> Requirement:
Find and copy each line in the material below where the string "Result" occurs.

---------------

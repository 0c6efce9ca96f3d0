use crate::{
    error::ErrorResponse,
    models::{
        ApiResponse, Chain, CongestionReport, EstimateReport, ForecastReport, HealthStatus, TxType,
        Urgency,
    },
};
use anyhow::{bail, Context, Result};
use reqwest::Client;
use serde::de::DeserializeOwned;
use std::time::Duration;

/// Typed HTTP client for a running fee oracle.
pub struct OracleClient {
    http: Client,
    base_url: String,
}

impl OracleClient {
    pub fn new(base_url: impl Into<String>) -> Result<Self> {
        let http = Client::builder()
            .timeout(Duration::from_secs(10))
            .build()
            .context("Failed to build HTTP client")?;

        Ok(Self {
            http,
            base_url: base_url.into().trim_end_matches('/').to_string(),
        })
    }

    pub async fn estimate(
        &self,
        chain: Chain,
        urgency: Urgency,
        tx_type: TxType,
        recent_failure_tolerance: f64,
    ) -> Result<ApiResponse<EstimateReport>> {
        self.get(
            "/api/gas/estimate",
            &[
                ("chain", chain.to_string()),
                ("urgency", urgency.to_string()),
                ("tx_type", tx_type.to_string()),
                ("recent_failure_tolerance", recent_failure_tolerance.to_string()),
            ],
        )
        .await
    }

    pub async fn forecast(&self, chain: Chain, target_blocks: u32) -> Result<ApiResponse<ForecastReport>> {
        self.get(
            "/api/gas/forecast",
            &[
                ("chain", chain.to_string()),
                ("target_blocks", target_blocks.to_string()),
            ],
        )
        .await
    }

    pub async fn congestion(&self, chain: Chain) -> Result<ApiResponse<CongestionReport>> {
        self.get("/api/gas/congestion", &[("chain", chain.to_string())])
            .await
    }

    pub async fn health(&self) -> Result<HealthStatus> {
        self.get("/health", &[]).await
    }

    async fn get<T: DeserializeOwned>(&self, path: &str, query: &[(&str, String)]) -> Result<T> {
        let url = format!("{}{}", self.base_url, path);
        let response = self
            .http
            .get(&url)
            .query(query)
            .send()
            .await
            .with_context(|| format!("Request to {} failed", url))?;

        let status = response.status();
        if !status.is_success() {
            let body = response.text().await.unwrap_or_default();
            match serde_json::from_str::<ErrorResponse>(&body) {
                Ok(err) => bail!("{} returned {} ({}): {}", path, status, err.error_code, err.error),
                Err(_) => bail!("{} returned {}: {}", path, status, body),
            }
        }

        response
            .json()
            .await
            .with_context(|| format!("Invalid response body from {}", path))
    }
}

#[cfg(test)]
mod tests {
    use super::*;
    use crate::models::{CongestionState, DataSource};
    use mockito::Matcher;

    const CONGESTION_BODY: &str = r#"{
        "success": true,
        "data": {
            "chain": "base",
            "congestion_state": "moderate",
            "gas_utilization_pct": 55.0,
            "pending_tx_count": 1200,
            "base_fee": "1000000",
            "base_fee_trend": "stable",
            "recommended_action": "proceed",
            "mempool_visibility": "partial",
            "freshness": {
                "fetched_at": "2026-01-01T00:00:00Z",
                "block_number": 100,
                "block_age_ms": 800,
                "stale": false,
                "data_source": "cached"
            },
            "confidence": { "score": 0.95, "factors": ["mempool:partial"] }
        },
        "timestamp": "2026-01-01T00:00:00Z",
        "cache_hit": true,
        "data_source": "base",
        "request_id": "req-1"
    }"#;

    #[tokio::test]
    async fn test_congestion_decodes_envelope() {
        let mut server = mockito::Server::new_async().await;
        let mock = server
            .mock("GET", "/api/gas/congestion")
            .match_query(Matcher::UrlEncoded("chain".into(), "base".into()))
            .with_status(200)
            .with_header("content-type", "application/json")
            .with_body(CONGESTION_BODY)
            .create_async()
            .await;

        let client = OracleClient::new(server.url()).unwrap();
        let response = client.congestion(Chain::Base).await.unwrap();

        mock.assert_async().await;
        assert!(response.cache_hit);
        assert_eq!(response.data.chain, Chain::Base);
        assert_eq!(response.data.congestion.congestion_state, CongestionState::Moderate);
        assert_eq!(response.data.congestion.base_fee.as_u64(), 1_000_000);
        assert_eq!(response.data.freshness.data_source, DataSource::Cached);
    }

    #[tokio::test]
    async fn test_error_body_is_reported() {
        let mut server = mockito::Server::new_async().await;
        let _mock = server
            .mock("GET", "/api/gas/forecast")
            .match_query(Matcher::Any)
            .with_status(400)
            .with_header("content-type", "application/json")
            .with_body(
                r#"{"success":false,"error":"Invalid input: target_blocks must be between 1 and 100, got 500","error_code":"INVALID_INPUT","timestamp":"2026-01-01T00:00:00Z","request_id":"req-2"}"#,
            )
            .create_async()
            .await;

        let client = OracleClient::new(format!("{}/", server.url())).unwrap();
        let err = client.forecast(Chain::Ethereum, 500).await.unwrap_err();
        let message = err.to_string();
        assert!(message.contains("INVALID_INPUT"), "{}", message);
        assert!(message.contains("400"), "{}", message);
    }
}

---------------

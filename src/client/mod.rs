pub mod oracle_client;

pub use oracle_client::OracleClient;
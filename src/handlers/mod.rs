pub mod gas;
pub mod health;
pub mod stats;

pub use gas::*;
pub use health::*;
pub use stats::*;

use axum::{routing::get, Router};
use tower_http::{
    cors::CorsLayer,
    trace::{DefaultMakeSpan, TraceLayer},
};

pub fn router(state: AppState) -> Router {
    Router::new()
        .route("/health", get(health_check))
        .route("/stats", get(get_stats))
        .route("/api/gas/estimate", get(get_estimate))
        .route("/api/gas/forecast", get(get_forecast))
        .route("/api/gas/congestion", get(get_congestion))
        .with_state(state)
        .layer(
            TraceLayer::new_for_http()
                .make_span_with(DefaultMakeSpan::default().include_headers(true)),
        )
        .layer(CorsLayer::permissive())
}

---------------

> Worked solution:
use anyhow::{bail, Context, Result};
    pub fn new(base_url: impl Into<String>) -> Result<Self> {
    ) -> Result<ApiResponse<EstimateReport>> {
    pub async fn forecast(&self, chain: Chain, target_blocks: u32) -> Result<ApiResponse<ForecastReport>> {
    pub async fn congestion(&self, chain: Chain) -> Result<ApiResponse<CongestionReport>> {
    pub async fn health(&self) -> Result<HealthStatus> {
    async fn get<T: DeserializeOwned>(&self, path: &str, query: &[(&str, String)]) -> Result<T> {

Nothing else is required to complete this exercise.